▶ [Your assignment]: Determine how many lines in these records hold "transition". Only the number is wanted.

-*-

//! Composition root for the dexcache CLI.
//!
//! `App` owns the configuration, opens the cache store once, and wires the
//! store and the API client into a `CacheFetcher`. Every command goes
//! through it, and `shutdown` waits for outstanding cache writes.

use std::sync::Arc;

use anyhow::{Context, Result};
use tracing::{debug, info};

use dexcache_core::cache::StoreStats;
use dexcache_core::{
    ApiClient, CacheFetcher, CacheStore, Config, DetailRecord, LoadError, LoadState, Partition,
    SummaryRecord, WarmReport,
};

pub struct App {
    config: Config,
    fetcher: CacheFetcher,
}

impl App {
    /// Build the store and API client from config and open the store.
    pub async fn open(config: Config) -> Result<Self> {
        let cache_dir = config.cache_dir()?;
        debug!(?cache_dir, "Cache directory configured");

        let store = Arc::new(CacheStore::new(cache_dir));
        store
            .ensure_open()
            .await
            .with_context(|| format!("Failed to open cache at {}", store.root().display()))?;

        let api = ApiClient::from_config(&config)?;
        debug!(base_url = api.base_url(), "API client configured");

        let fetcher =
            CacheFetcher::new(store, Arc::new(api)).with_write_policy(config.write_policy());

        Ok(Self { config, fetcher })
    }

    pub fn config(&self) -> &Config {
        &self.config
    }

    pub async fn list(&self) -> LoadState<Vec<SummaryRecord>> {
        self.fetcher.load_collection().await.into()
    }

    pub async fn show(&self, id: u32) -> LoadState<DetailRecord> {
        self.fetcher.load_detail(id).await.into()
    }

    pub async fn warm(&self) -> Result<WarmReport, LoadError> {
        self.fetcher.warm_details().await
    }

    pub async fn status(&self) -> Result<StoreStats> {
        Ok(self.fetcher.store().stats().await?)
    }

    pub async fn clear(&self, partitions: &[Partition]) -> Result<()> {
        for partition in partitions {
            self.fetcher
                .store()
                .clear(*partition)
                .await
                .with_context(|| format!("Failed to clear {} cache", partition))?;
            info!(%partition, "Cache cleared");
        }
        Ok(())
    }

    /// Wait for detached cache writes so nothing is lost on exit.
    pub async fn shutdown(self) {
        let pending = self.fetcher.pending_writes();
        if pending > 0 {
            debug!(pending, "Waiting for cache writes");
        }
        self.fetcher.settle().await;
    }
}
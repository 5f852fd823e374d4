//! Local cache store for offline data access.
//!
//! This module provides the `CacheStore`, a persistent key-value store with
//! two partitions keyed by numeric id:
//! - `summary`: listing rows (`SummaryRecord`)
//! - `detail`: per-Pokémon details (`DetailRecord`)
//!
//! Records are stored one JSON file per key, wrapped in a `CachedData`
//! envelope that records when they were written. Nothing is ever evicted;
//! a partition only shrinks through `clear`.

pub mod cached;
pub mod error;
pub mod partition;
pub mod store;

pub use cached::CachedData;
pub use error::StoreError;
pub use partition::{Partition, Record};
pub use store::{CacheStore, PartitionStats, StoreHandle, StoreStats, SCHEMA_VERSION};
//! Per-run session bookkeeping.
//!
//! A [`Session`] is owned by the loop that drives it; there is no global
//! state. It only moves forward: once a terminal state is reached every
//! further transition is ignored.

use serde::Serialize;
use tracing::{debug, info};

use droidloop_core::provider::Usage;
use droidloop_core::session::{SessionLimits, SessionState};

#[derive(Debug, Clone)]
pub struct Session {
    id: String,
    state: SessionState,
    limits: SessionLimits,
    extra_context: Option<String>,

    /// Completed steps
    steps: u64,

    consecutive_errors: u32,
    reason: Option<String>,

    input_tokens: u64,
    output_tokens: u64,

    /// Decisions received (conversation turns)
    decisions: u64,
}

impl Session {
    pub fn new(limits: SessionLimits) -> Self {
        Self {
            id: uuid::Uuid::new_v4().to_string(),
            state: SessionState::Init,
            limits,
            extra_context: None,
            steps: 0,
            consecutive_errors: 0,
            reason: None,
            input_tokens: 0,
            output_tokens: 0,
            decisions: 0,
        }
    }

    /// Free-text context appended to the system prompt.
    pub fn with_extra_context(mut self, context: impl Into<String>) -> Self {
        let context = context.into();
        self.extra_context = (!context.trim().is_empty()).then_some(context);
        self
    }

    pub fn id(&self) -> &str {
        &self.id
    }

    pub fn state(&self) -> SessionState {
        self.state
    }

    pub fn limits(&self) -> &SessionLimits {
        &self.limits
    }

    pub fn extra_context(&self) -> Option<&str> {
        self.extra_context.as_deref()
    }

    pub fn steps(&self) -> u64 {
        self.steps
    }

    /// 1-based index of the step in progress.
    pub fn current_step(&self) -> u64 {
        self.steps + 1
    }

    pub fn consecutive_errors(&self) -> u32 {
        self.consecutive_errors
    }

    pub fn reason(&self) -> Option<&str> {
        self.reason.as_deref()
    }

    /// `Init → Running`.
    pub fn start(&mut self) {
        if self.state == SessionState::Init {
            self.state = SessionState::Running;
        }
    }

    /// Move to `state`. Ignored once the session is terminal.
    ///
    /// Returns whether the transition was applied.
    pub fn transition(&mut self, state: SessionState, reason: impl Into<String>) -> bool {
        if self.state.is_terminal() {
            debug!(current = %self.state, requested = %state, "Ignoring transition out of terminal state");
            return false;
        }
        let reason = reason.into();
        info!(session_id = %self.id, from = %self.state, to = %state, reason = %reason, "Session state changed");
        self.state = state;
        self.reason = Some(reason);
        true
    }

    pub fn complete_step(&mut self) {
        self.steps += 1;
    }

    /// Count one failed step. Returns the new counter value.
    pub fn record_error(&mut self) -> u32 {
        self.consecutive_errors += 1;
        self.consecutive_errors
    }

    pub fn reset_errors(&mut self) {
        self.consecutive_errors = 0;
    }

    pub fn error_budget_exhausted(&self) -> bool {
        self.consecutive_errors >= self.limits.max_consecutive_errors
    }

    pub fn step_budget_exhausted(&self) -> bool {
        self.steps >= self.limits.max_steps
    }

    pub fn record_decision(&mut self, usage: Option<&Usage>) {
        self.decisions += 1;
        if let Some(usage) = usage {
            self.input_tokens += u64::from(usage.input_tokens);
            self.output_tokens += u64::from(usage.output_tokens);
        }
    }

    pub fn input_tokens(&self) -> u64 {
        self.input_tokens
    }

    pub fn output_tokens(&self) -> u64 {
        self.output_tokens
    }

    pub fn summary(&self) -> SessionSummary {
        SessionSummary {
            session_id: self.id.clone(),
            state: self.state,
            reason: self.reason.clone().unwrap_or_default(),
            steps: self.steps,
            consecutive_errors: self.consecutive_errors,
            input_tokens: self.input_tokens,
            output_tokens: self.output_tokens,
            decisions: self.decisions,
        }
    }
}

/// What a finished session reports.
#[derive(Debug, Clone, PartialEq, Serialize)]
pub struct SessionSummary {
    pub session_id: String,
    pub state: SessionState,
    pub reason: String,
    pub steps: u64,
    pub consecutive_errors: u32,
    pub input_tokens: u64,
    pub output_tokens: u64,
    pub decisions: u64,
}
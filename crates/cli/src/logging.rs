//! Tracing setup: stderr for the operator, plus a debug log per `play` session.

use std::fs::File;
use std::path::Path;
use tracing::Subscriber;
use tracing_appender::non_blocking::WorkerGuard;
use tracing_subscriber::registry::LookupSpan;
use tracing_subscriber::{EnvFilter, Layer, layer::SubscriberExt, util::SubscriberInitExt};

/// File written into the screenshot directory for each session.
pub const SESSION_LOG: &str = "session.log";

/// HTTP internals stay out of the session log even at debug level.
const SESSION_LOG_FILTER: &str = "debug,hyper=info,hyper_util=info,h2=info,reqwest=info,rustls=info";

/// Install the global subscriber.
///
/// With `session_dir` set, every debug event is also written to
/// `<session_dir>/session.log`, truncated at start. Keep the returned guard
/// alive until exit or the tail of the log is lost.
pub fn init(verbose: bool, session_dir: Option<&Path>) -> std::io::Result<Option<WorkerGuard>> {
    let level = if verbose { "debug" } else { "info" };
    let stderr = tracing_subscriber::fmt::layer()
        .with_target(false)
        .with_writer(std::io::stderr)
        .with_filter(EnvFilter::try_from_default_env().unwrap_or_else(|_| EnvFilter::new(level)));

    match session_dir {
        Some(dir) => {
            let (file_layer, guard) = session_layer(dir)?;
            tracing_subscriber::registry().with(stderr).with(file_layer).init();
            Ok(Some(guard))
        }
        None => {
            tracing_subscriber::registry().with(stderr).init();
            Ok(None)
        }
    }
}

/// Debug-level layer writing to a fresh `session.log` in `dir`.
pub fn session_layer<S>(dir: &Path) -> std::io::Result<(impl Layer<S> + Send + Sync + 'static, WorkerGuard)>
where
    S: Subscriber + for<'a> LookupSpan<'a>,
{
    std::fs::create_dir_all(dir)?;
    let file = File::create(dir.join(SESSION_LOG))?;
    let (writer, guard) = tracing_appender::non_blocking(file);

    let layer = tracing_subscriber::fmt::layer()
        .with_ansi(false)
        .with_writer(writer)
        .with_filter(EnvFilter::new(SESSION_LOG_FILTER));
    Ok((layer, guard))
}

-*-

▶ [Answer section]: 4